Stored data
────────
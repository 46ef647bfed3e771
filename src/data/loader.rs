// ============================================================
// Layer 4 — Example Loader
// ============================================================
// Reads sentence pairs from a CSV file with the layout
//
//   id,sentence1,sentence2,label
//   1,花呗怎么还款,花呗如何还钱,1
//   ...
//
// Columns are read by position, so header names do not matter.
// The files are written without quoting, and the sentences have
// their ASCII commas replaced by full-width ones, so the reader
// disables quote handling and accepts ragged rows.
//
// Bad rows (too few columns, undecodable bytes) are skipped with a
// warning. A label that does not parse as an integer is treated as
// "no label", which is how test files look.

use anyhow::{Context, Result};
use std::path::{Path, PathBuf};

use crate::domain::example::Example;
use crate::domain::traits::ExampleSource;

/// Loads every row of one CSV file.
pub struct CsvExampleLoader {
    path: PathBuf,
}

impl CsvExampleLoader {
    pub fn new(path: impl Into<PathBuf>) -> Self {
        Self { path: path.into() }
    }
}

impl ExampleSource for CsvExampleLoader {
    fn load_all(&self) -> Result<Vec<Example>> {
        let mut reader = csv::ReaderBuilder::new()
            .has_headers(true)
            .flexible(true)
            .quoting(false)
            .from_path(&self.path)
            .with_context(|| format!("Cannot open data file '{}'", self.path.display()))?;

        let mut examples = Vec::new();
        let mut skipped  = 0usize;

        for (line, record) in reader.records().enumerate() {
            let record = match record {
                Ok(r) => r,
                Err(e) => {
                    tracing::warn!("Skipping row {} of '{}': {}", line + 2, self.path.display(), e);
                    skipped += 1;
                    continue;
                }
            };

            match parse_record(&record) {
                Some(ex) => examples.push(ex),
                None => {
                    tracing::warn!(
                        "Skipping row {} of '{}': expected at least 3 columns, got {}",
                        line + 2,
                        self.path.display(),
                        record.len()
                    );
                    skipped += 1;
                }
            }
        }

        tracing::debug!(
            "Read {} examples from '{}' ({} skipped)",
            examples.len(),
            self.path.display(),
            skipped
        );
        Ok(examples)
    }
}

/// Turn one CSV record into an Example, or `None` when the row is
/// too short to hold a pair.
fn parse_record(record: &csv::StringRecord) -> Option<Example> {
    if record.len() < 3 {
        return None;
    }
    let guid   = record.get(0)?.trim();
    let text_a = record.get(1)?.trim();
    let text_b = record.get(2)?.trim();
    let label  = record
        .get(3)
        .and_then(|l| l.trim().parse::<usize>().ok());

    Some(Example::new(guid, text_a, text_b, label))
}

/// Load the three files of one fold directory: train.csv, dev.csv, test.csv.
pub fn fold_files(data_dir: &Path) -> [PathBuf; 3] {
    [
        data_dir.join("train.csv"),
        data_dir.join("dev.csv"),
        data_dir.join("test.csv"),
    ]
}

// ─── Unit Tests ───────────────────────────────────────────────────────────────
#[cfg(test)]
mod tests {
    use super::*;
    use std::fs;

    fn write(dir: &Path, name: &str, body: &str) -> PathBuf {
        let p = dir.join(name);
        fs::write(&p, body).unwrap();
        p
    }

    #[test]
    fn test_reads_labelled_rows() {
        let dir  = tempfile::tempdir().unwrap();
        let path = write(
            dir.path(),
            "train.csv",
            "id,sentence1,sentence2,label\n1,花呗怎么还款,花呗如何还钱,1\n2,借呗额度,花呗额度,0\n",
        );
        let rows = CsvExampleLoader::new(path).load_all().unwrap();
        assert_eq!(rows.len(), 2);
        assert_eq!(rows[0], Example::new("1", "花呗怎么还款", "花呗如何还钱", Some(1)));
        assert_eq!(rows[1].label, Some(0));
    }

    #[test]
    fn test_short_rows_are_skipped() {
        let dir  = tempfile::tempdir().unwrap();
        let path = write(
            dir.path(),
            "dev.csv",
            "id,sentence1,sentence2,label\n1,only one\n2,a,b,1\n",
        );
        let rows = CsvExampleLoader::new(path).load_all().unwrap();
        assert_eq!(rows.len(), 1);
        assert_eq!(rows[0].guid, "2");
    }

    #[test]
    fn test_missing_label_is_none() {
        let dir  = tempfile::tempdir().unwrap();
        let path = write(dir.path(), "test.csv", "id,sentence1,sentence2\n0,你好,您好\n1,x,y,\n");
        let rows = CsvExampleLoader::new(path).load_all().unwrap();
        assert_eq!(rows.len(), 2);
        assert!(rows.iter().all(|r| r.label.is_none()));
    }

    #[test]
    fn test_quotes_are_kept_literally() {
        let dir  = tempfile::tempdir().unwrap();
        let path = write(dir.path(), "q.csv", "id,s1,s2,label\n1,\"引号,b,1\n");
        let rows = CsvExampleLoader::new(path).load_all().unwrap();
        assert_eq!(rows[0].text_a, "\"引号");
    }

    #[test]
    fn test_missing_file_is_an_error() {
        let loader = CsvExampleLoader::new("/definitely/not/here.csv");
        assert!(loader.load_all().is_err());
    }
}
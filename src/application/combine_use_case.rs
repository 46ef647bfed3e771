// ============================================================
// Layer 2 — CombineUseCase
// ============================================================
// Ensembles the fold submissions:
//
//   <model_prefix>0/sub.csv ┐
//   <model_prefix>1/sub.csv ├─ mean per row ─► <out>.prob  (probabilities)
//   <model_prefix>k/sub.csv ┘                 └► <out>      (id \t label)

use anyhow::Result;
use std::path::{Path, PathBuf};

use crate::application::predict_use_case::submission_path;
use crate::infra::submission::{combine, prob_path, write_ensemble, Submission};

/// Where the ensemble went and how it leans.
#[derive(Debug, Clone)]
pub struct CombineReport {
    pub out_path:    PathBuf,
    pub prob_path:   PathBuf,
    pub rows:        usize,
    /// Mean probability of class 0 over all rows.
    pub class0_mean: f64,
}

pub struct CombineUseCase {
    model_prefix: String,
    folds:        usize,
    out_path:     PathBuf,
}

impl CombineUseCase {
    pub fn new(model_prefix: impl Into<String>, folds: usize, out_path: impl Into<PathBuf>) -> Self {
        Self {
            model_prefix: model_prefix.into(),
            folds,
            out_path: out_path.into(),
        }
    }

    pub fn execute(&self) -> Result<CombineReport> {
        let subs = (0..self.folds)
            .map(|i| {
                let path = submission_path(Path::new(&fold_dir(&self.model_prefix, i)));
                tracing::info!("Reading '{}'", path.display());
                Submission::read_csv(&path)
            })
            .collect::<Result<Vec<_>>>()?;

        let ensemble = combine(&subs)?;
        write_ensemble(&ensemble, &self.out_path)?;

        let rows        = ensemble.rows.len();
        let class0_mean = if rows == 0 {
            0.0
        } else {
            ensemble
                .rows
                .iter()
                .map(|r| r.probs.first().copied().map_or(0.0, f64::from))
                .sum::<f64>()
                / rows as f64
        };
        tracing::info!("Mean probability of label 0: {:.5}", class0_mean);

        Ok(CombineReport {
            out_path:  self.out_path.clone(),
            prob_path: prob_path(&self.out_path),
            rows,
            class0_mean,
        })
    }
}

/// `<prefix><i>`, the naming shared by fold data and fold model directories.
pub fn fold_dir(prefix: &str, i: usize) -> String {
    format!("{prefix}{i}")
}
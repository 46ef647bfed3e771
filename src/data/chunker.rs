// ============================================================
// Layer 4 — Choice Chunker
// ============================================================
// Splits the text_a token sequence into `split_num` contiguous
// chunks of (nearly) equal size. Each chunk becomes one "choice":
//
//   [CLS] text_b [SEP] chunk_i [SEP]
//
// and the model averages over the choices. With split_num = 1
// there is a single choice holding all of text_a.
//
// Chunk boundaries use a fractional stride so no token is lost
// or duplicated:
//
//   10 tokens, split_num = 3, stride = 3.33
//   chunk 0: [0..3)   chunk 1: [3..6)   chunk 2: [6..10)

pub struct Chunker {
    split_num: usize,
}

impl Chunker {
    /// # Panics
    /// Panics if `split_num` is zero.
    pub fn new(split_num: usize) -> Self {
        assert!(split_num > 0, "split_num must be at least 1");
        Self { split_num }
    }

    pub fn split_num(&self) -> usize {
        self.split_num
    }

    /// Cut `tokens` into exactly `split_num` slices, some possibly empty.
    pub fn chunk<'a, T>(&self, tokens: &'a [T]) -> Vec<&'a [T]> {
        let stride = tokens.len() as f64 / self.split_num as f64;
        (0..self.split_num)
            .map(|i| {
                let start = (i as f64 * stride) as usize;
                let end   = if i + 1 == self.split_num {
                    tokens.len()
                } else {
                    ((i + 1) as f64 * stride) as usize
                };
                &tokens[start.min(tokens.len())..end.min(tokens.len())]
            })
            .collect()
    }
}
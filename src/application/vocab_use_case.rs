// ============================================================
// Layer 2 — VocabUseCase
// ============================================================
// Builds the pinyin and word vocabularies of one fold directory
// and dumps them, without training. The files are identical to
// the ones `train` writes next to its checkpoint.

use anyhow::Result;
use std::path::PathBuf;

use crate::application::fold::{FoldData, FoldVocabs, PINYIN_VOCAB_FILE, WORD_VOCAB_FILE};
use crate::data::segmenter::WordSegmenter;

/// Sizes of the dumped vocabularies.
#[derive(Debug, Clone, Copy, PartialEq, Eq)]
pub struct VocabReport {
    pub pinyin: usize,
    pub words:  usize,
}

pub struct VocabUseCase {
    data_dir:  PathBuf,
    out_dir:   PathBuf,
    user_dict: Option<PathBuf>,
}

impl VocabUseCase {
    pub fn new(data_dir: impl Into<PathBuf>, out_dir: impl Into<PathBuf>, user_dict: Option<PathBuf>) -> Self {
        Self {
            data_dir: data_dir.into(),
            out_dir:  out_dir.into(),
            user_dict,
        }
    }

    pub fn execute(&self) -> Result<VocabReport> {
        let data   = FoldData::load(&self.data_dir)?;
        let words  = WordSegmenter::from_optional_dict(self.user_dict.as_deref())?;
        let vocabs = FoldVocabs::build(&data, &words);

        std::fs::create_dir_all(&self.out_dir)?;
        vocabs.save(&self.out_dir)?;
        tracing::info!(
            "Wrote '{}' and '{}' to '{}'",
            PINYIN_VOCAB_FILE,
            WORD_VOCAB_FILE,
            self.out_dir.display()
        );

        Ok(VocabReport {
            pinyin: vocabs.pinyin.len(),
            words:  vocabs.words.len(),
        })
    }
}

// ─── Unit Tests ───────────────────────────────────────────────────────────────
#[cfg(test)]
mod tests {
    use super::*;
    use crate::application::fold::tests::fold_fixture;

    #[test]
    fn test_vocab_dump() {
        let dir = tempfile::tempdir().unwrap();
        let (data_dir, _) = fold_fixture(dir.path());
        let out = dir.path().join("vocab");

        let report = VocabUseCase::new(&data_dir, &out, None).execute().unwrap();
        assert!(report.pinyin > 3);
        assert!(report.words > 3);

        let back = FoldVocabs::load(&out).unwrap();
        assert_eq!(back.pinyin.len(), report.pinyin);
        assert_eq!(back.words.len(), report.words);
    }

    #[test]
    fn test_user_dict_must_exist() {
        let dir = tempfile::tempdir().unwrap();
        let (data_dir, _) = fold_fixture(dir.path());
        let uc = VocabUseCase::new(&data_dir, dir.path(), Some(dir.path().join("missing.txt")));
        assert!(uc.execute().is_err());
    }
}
────────
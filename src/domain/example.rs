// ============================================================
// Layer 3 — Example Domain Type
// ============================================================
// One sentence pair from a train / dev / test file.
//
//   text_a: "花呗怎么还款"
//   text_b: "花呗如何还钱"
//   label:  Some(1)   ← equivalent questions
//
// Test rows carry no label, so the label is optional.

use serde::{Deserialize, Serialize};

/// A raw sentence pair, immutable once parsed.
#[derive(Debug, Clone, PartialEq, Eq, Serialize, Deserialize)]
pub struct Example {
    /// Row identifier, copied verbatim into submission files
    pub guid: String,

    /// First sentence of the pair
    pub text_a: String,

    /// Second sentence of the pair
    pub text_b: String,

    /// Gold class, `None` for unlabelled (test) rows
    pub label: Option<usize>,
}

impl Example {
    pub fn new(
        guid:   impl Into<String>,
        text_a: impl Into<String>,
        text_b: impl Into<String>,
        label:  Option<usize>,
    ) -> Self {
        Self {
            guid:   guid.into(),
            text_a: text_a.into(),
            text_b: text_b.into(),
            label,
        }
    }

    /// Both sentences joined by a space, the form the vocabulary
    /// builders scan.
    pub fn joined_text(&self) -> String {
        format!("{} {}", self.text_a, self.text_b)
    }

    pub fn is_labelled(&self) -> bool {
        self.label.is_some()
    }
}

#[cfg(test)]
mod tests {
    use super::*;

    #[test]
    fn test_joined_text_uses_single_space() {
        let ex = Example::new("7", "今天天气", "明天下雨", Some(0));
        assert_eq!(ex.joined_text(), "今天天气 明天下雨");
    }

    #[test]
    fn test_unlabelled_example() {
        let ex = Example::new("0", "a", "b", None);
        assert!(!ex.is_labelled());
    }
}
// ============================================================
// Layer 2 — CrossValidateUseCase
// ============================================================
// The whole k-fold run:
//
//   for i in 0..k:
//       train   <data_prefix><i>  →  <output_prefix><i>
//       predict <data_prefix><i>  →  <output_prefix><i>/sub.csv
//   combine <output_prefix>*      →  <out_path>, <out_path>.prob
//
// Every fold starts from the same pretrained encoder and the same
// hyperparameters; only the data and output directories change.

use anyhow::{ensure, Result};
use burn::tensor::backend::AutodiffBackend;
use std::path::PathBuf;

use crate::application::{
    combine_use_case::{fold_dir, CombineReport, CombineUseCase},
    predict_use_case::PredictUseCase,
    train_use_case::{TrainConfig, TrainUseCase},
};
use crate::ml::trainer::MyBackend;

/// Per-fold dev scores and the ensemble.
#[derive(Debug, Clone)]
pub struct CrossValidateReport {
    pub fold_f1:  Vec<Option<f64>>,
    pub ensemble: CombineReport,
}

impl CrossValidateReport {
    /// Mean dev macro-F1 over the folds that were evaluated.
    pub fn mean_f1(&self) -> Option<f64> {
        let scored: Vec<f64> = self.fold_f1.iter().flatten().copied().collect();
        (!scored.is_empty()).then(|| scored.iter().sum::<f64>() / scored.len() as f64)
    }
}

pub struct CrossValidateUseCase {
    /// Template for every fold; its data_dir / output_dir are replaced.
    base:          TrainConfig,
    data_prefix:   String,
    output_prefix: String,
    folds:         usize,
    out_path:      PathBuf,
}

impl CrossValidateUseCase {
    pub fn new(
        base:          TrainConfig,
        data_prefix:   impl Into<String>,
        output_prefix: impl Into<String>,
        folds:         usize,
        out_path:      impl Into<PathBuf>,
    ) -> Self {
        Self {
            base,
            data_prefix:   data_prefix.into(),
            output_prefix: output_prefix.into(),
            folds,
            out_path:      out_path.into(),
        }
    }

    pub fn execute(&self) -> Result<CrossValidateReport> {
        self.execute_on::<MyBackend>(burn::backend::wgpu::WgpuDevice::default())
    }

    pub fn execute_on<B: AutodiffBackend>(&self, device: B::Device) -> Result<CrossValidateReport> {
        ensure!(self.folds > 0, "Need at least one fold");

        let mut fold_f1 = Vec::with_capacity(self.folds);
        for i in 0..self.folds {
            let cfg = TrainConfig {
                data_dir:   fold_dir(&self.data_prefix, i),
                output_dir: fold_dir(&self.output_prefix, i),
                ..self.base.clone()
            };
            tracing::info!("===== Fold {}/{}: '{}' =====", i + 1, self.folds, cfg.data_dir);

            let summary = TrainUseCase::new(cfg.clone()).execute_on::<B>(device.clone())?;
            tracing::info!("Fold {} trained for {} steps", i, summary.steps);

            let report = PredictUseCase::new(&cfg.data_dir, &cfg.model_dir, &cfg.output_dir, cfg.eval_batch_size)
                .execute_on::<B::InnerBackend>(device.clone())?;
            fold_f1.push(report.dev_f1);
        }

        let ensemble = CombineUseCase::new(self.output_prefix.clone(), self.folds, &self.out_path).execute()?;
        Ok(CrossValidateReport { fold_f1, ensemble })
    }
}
────────
All that belongs in your answer is the stretch of entries above from the line with "assert_eq!(rows[1].label, Some(0));" through the line with "2 — CombineUseCase", printed exactly.

        assert_eq!(rows[1].label, Some(0));
    }

    #[test]
    fn test_short_rows_are_skipped() {
        let dir  = tempfile::tempdir().unwrap();
        let path = write(
            dir.path(),
            "dev.csv",
            "id,sentence1,sentence2,label\n1,only one\n2,a,b,1\n",
        );
        let rows = CsvExampleLoader::new(path).load_all().unwrap();
        assert_eq!(rows.len(), 1);
        assert_eq!(rows[0].guid, "2");
    }

    #[test]
    fn test_missing_label_is_none() {
        let dir  = tempfile::tempdir().unwrap();
        let path = write(dir.path(), "test.csv", "id,sentence1,sentence2\n0,你好,您好\n1,x,y,\n");
        let rows = CsvExampleLoader::new(path).load_all().unwrap();
        assert_eq!(rows.len(), 2);
        assert!(rows.iter().all(|r| r.label.is_none()));
    }

    #[test]
    fn test_quotes_are_kept_literally() {
        let dir  = tempfile::tempdir().unwrap();
        let path = write(dir.path(), "q.csv", "id,s1,s2,label\n1,\"引号,b,1\n");
        let rows = CsvExampleLoader::new(path).load_all().unwrap();
        assert_eq!(rows[0].text_a, "\"引号");
    }

    #[test]
    fn test_missing_file_is_an_error() {
        let loader = CsvExampleLoader::new("/definitely/not/here.csv");
        assert!(loader.load_all().is_err());
    }
}
filename src/application/combine_use_case.rs
repository 46ef647bfed3e771
// ============================================================
// Layer 2 — CombineUseCase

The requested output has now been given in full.